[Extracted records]

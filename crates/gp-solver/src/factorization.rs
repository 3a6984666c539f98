//! LU factorization of the sparse Jacobian.
//!
//! Split into a symbolic phase ([`SparseLu::analyze_pattern`]), run once per
//! sparsity pattern, and a numeric phase ([`SparseLu::factorize`]), run for
//! every new set of values. Both phases are faer's supernodal sparse LU; the
//! symbolic factorization (fill-reducing ordering and elimination structure)
//! is kept and handed to every numeric factorization of the same pattern.

use std::fmt;

use faer::Col;
use faer::prelude::Solve;
use faer::sparse::linalg::solvers::{Lu, SymbolicLu};
use faer::sparse::{SparseColMat, SymbolicSparseColMat};
use nalgebra::DVector;
use nalgebra_sparse::CscMatrix;

use crate::error::{SolverError, SolverResult};

#[derive(Default)]
pub struct SparseLu {
    dimension: usize,
    /// Column offsets of the analyzed pattern.
    col_offsets: Vec<usize>,
    /// Row indices of the analyzed pattern, sorted within each column.
    row_indices: Vec<usize>,
    symbolic: Option<SymbolicLu<usize>>,
    numeric: Option<Lu<usize, f64>>,
    analyses: usize,
}

impl fmt::Debug for SparseLu {
    fn fmt(&self, f: &mut fmt::Formatter<'_>) -> fmt::Result {
        f.debug_struct("SparseLu")
            .field("dimension", &self.dimension)
            .field("nonzeros", &self.row_indices.len())
            .field("analyses", &self.analyses)
            .field("factorized", &self.numeric.is_some())
            .finish()
    }
}

impl SparseLu {
    pub fn new() -> Self {
        Self::default()
    }

    /// Symbolic factorization of the pattern of `matrix`.
    ///
    /// A pattern equal to the analyzed one keeps its symbolic factorization.
    pub fn analyze_pattern(&mut self, matrix: &CscMatrix<f64>) -> SolverResult<()> {
        if matrix.nrows() != matrix.ncols() {
            return Err(SolverError::DimensionMismatch {
                what: "jacobian columns",
                expected: matrix.nrows(),
                got: matrix.ncols(),
            });
        }
        self.numeric = None;
        if self.symbolic.is_some() && self.matches_pattern(matrix) {
            return Ok(());
        }

        let pattern = matrix.pattern();
        self.dimension = matrix.nrows();
        self.col_offsets = pattern.major_offsets().to_vec();
        self.row_indices = pattern.minor_indices().to_vec();
        let structure = self.structure();
        let symbolic = SymbolicLu::try_new(structure.as_ref()).map_err(|err| {
            SolverError::NumericalProblem {
                what: format!("symbolic LU analysis failed: {err:?}"),
            }
        })?;
        self.symbolic = Some(symbolic);
        self.analyses += 1;
        Ok(())
    }

    /// Whether `matrix` has the pattern recorded by the last analysis.
    pub fn matches_pattern(&self, matrix: &CscMatrix<f64>) -> bool {
        let pattern = matrix.pattern();
        matrix.nrows() == self.dimension
            && matrix.ncols() == self.dimension
            && pattern.major_offsets() == self.col_offsets.as_slice()
            && pattern.minor_indices() == self.row_indices.as_slice()
    }

    /// Number of symbolic factorizations done so far.
    pub fn number_of_analyses(&self) -> usize {
        self.analyses
    }

    /// Numeric factorization. The pattern must have been analyzed.
    pub fn factorize(&mut self, matrix: &CscMatrix<f64>) -> SolverResult<()> {
        self.numeric = None;
        let Some(symbolic) = self.symbolic.clone() else {
            return Err(SolverError::NumericalProblem {
                what: "factorize called before the pattern was analyzed".to_string(),
            });
        };
        if !self.matches_pattern(matrix) {
            return Err(SolverError::DimensionMismatch {
                what: "jacobian nonzeros",
                expected: self.row_indices.len(),
                got: matrix.nnz(),
            });
        }
        let values = SparseColMat::new(self.structure(), matrix.values().to_vec());
        let lu = Lu::try_new_with_symbolic(symbolic, values.as_ref()).map_err(|err| {
            SolverError::NumericalProblem {
                what: format!(
                    "Couldn't decompose a Jacobian, it may be non-invertible ({err:?})"
                ),
            }
        })?;
        self.numeric = Some(lu);
        Ok(())
    }

    /// Solve `J x = rhs` with the last factorization.
    ///
    /// A zero pivot only shows up as a non-finite solution, which is reported
    /// as a non-invertible Jacobian.
    pub fn solve(&self, rhs: &DVector<f64>) -> SolverResult<DVector<f64>> {
        let lu = self.numeric.as_ref().ok_or_else(|| SolverError::NumericalProblem {
            what: "solve called without a valid factorization".to_string(),
        })?;
        if rhs.len() != self.dimension {
            return Err(SolverError::DimensionMismatch {
                what: "right-hand side",
                expected: self.dimension,
                got: rhs.len(),
            });
        }
        let mut x = Col::<f64>::from_fn(self.dimension, |i| rhs[i]);
        lu.solve_in_place(x.as_mut());
        let solution = DVector::from_fn(self.dimension, |i, _| x[i]);
        if solution.iter().any(|v| !v.is_finite()) {
            return Err(SolverError::NumericalProblem {
                what: "Couldn't decompose a Jacobian, it may be non-invertible".to_string(),
            });
        }
        Ok(solution)
    }

    fn structure(&self) -> SymbolicSparseColMat<usize> {
        SymbolicSparseColMat::new_checked(
            self.dimension,
            self.dimension,
            self.col_offsets.clone(),
            None,
            self.row_indices.clone(),
        )
    }
}
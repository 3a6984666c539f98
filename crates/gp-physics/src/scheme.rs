//! Implicit box scheme.
//!
//! Discretizes a [`BalanceLaw`] on one interval `[x_left, x_right]` between two
//! time levels. The residual of a pipe with `N` points is the stack of the
//! `N - 1` interval residuals.

use nalgebra::{Matrix2, Vector2};

use crate::balance_law::BalanceLaw;

/// The four states a single interval residual reads.
#[derive(Debug, Clone, Copy, PartialEq)]
pub struct BoxStates {
    pub last_left: Vector2<f64>,
    pub last_right: Vector2<f64>,
    pub new_left: Vector2<f64>,
    pub new_right: Vector2<f64>,
}

#[derive(Debug, Clone, Copy, PartialEq)]
pub struct ImplicitBoxScheme {
    pub delta_t: f64,
    pub delta_x: f64,
}

impl ImplicitBoxScheme {
    pub fn new(delta_t: f64, delta_x: f64) -> Self {
        Self { delta_t, delta_x }
    }

    /// Residual of one interval.
    pub fn evaluate_point<L: BalanceLaw + ?Sized>(&self, law: &L, states: &BoxStates) -> Vector2<f64> {
        let ratio = self.delta_t / self.delta_x;
        0.5 * (states.new_left + states.new_right)
            - 0.5 * (states.last_left + states.last_right)
            - ratio * (law.flux(&states.new_left) - law.flux(&states.new_right))
            - 0.5 * self.delta_t * (law.source(&states.new_left) + law.source(&states.new_right))
    }

    pub fn devaluate_point_dnew_left<L: BalanceLaw + ?Sized>(
        &self,
        law: &L,
        new_left: &Vector2<f64>,
    ) -> Matrix2<f64> {
        let ratio = self.delta_t / self.delta_x;
        0.5 * Matrix2::identity()
            - ratio * law.dflux_dstate(new_left)
            - 0.5 * self.delta_t * law.dsource_dstate(new_left)
    }

    pub fn devaluate_point_dnew_right<L: BalanceLaw + ?Sized>(
        &self,
        law: &L,
        new_right: &Vector2<f64>,
    ) -> Matrix2<f64> {
        let ratio = self.delta_t / self.delta_x;
        0.5 * Matrix2::identity() + ratio * law.dflux_dstate(new_right)
            - 0.5 * self.delta_t * law.dsource_dstate(new_right)
    }

    /// Derivative with respect to either last state. The scheme is linear in them.
    pub fn devaluate_point_dlast(&self) -> Matrix2<f64> {
        -0.5 * Matrix2::identity()
    }
}
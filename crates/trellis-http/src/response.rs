//! HTTP response types.
//!
//! [`HttpResponse`] carries a status code, headers, and a body, with
//! constructors for the common cases. [`JsonResponse`] serializes data as
//! JSON, and the redirect helpers produce 302/301 responses with a
//! `Location` header. Responses convert into axum responses via
//! [`IntoResponse`].

use std::borrow::Cow;

use axum::response::IntoResponse;
use http::{HeaderMap, HeaderValue, StatusCode};

/// An HTTP response.
///
/// # Examples
///
/// ```
/// use trellis_http::HttpResponse;
///
/// let response = HttpResponse::ok("Hello, World!");
/// assert_eq!(response.status(), http::StatusCode::OK);
/// assert_eq!(response.content_str(), "Hello, World!");
/// ```
#[derive(Debug)]
pub struct HttpResponse {
    status: StatusCode,
    headers: HeaderMap,
    content: Vec<u8>,
    content_type: String,
    charset: String,
}

impl HttpResponse {
    /// Creates a response with the given status code and text body.
    ///
    /// The content type defaults to `text/html`.
    pub fn new(status: StatusCode, body: impl Into<String>) -> Self {
        Self {
            status,
            headers: HeaderMap::new(),
            content: body.into().into_bytes(),
            content_type: "text/html".to_string(),
            charset: "utf-8".to_string(),
        }
    }

    /// Creates a 200 OK response with the given body.
    pub fn ok(body: impl Into<String>) -> Self {
        Self::new(StatusCode::OK, body)
    }

    /// Creates a 400 Bad Request response.
    pub fn bad_request(body: impl Into<String>) -> Self {
        Self::new(StatusCode::BAD_REQUEST, body)
    }

    /// Creates a 403 Forbidden response.
    pub fn forbidden(body: impl Into<String>) -> Self {
        Self::new(StatusCode::FORBIDDEN, body)
    }

    /// Creates a 404 Not Found response.
    pub fn not_found(body: impl Into<String>) -> Self {
        Self::new(StatusCode::NOT_FOUND, body)
    }

    /// Creates a 500 Internal Server Error response.
    pub fn server_error(body: impl Into<String>) -> Self {
        Self::new(StatusCode::INTERNAL_SERVER_ERROR, body)
    }

    /// Creates a 302 Found redirect to the given URL.
    pub fn redirect(url: &str) -> Self {
        Self::redirect_with_status(StatusCode::FOUND, url)
    }

    /// Creates a 301 Moved Permanently redirect to the given URL.
    pub fn redirect_permanent(url: &str) -> Self {
        Self::redirect_with_status(StatusCode::MOVED_PERMANENTLY, url)
    }

    fn redirect_with_status(status: StatusCode, url: &str) -> Self {
        let mut response = Self::new(status, "");
        if let Ok(value) = HeaderValue::from_str(url) {
            response.headers.insert(http::header::LOCATION, value);
        }
        response
    }

    /// Returns the status code.
    pub const fn status(&self) -> StatusCode {
        self.status
    }

    /// Sets the status code.
    pub fn set_status(&mut self, status: StatusCode) {
        self.status = status;
    }

    /// Returns a reference to the headers.
    pub const fn headers(&self) -> &HeaderMap {
        &self.headers
    }

    /// Returns a mutable reference to the headers.
    pub fn headers_mut(&mut self) -> &mut HeaderMap {
        &mut self.headers
    }

    /// Adds a header to the response, consuming and returning it.
    #[must_use]
    pub fn set_header(mut self, name: http::header::HeaderName, value: HeaderValue) -> Self {
        self.headers.insert(name, value);
        self
    }

    /// Returns the content type (without charset).
    pub fn content_type(&self) -> &str {
        &self.content_type
    }

    /// Sets the content type.
    pub fn set_content_type(&mut self, content_type: impl Into<String>) {
        self.content_type = content_type.into();
    }

    /// Returns the body bytes.
    pub fn content(&self) -> &[u8] {
        &self.content
    }

    /// Returns the body as a string (lossy for non-UTF-8 bodies).
    pub fn content_str(&self) -> Cow<'_, str> {
        String::from_utf8_lossy(&self.content)
    }

    /// Returns the full content type header value including charset for
    /// text and JSON bodies.
    fn full_content_type(&self) -> String {
        if self.content_type.starts_with("text/") || self.content_type.contains("json") {
            format!("{}; charset={}", self.content_type, self.charset)
        } else {
            self.content_type.clone()
        }
    }
}

impl IntoResponse for HttpResponse {
    fn into_response(self) -> axum::response::Response {
        let mut builder = axum::response::Response::builder().status(self.status);

        if let Ok(ct) = HeaderValue::from_str(&self.full_content_type()) {
            builder = builder.header(http::header::CONTENT_TYPE, ct);
        }

        let response = builder
            .body(axum::body::Body::from(self.content))
            .unwrap_or_else(|_| {
                axum::response::Response::builder()
                    .status(StatusCode::INTERNAL_SERVER_ERROR)
                    .body(axum::body::Body::from("Internal Server Error"))
                    .expect("fallback response should always be valid")
            });

        let (mut parts, body) = response.into_parts();
        for (key, value) in &self.headers {
            parts.headers.insert(key, value.clone());
        }
        axum::response::Response::from_parts(parts, body)
    }
}

/// A JSON response constructor.
///
/// Serializes the given data with serde and sets the content type to
/// `application/json`.
pub struct JsonResponse;

impl JsonResponse {
    /// Creates a 200 OK JSON response from a serializable value.
    ///
    /// Serialization failures produce a 500 response rather than an error:
    /// by the time a handler is building its response there is nothing
    /// better to do with the failure.
    pub fn new<T: serde::Serialize>(data: &T) -> HttpResponse {
        Self::with_status(StatusCode::OK, data)
    }

    /// Creates a JSON response with a custom status code.
    pub fn with_status<T: serde::Serialize>(status: StatusCode, data: &T) -> HttpResponse {
        match serde_json::to_string(data) {
            Ok(json) => {
                let mut response = HttpResponse::new(status, json);
                response.set_content_type("application/json");
                response
            }
            Err(e) => HttpResponse::server_error(format!("JSON serialization error: {e}")),
        }
    }
}

#[cfg(test)]
mod tests {
    use super::*;

    #[test]
    fn test_ok_response() {
        let response = HttpResponse::ok("hello");
        assert_eq!(response.status(), StatusCode::OK);
        assert_eq!(response.content_str(), "hello");
        assert_eq!(response.content_type(), "text/html");
    }

    #[test]
    fn test_status_constructors() {
        assert_eq!(
            HttpResponse::bad_request("x").status(),
            StatusCode::BAD_REQUEST
        );
        assert_eq!(HttpResponse::forbidden("x").status(), StatusCode::FORBIDDEN);
        assert_eq!(HttpResponse::not_found("x").status(), StatusCode::NOT_FOUND);
        assert_eq!(
            HttpResponse::server_error("x").status(),
            StatusCode::INTERNAL_SERVER_ERROR
        );
    }

    #[test]
    fn test_redirect() {
        let response = HttpResponse::redirect("/home");
        assert_eq!(response.status(), StatusCode::FOUND);
        assert_eq!(
            response.headers().get(http::header::LOCATION).unwrap(),
            "/home"
        );
    }

    #[test]
    fn test_redirect_permanent() {
        let response = HttpResponse::redirect_permanent("/new-home");
        assert_eq!(response.status(), StatusCode::MOVED_PERMANENTLY);
        assert_eq!(
            response.headers().get(http::header::LOCATION).unwrap(),
            "/new-home"
        );
    }

    #[test]
    fn test_json_response() {
        let data = serde_json::json!({"success": true, "count": 3});
        let response = JsonResponse::new(&data);
        assert_eq!(response.status(), StatusCode::OK);
        assert_eq!(response.content_type(), "application/json");
        assert!(response.content_str().contains("\"success\":true"));
    }

    #[test]
    fn test_json_response_with_status() {
        let data = serde_json::json!({"error": "nope"});
        let response = JsonResponse::with_status(StatusCode::BAD_REQUEST, &data);
        assert_eq!(response.status(), StatusCode::BAD_REQUEST);
    }

    #[test]
    fn test_full_content_type_includes_charset() {
        let response = HttpResponse::ok("x");
        assert_eq!(response.full_content_type(), "text/html; charset=utf-8");

        let mut response = HttpResponse::ok("{}");
        response.set_content_type("application/json");
        assert_eq!(
            response.full_content_type(),
            "application/json; charset=utf-8"
        );

        let mut response = HttpResponse::ok("");
        response.set_content_type("application/octet-stream");
        assert_eq!(response.full_content_type(), "application/octet-stream");
    }

    #[test]
    fn test_set_header() {
        let response = HttpResponse::ok("x").set_header(
            http::header::HeaderName::from_static("x-custom"),
            HeaderValue::from_static("value"),
        );
        assert_eq!(response.headers().get("x-custom").unwrap(), "value");
    }
}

→ **Task details**
Among the entries above, the lines between the ones containing "Permanently redirect to the given URL." and "pub fn set_status(&mut", inclusive, are to be transcribed exactly. No other line is to be given.

→ **Your solution**
    /// Creates a 301 Moved Permanently redirect to the given URL.
    pub fn redirect_permanent(url: &str) -> Self {
        Self::redirect_with_status(StatusCode::MOVED_PERMANENTLY, url)
    }

    fn redirect_with_status(status: StatusCode, url: &str) -> Self {
        let mut response = Self::new(status, "");
        if let Ok(value) = HeaderValue::from_str(url) {
            response.headers.insert(http::header::LOCATION, value);
        }
        response
    }

    /// Returns the status code.
    pub const fn status(&self) -> StatusCode {
        self.status
    }

    /// Sets the status code.
    pub fn set_status(&mut self, status: StatusCode) {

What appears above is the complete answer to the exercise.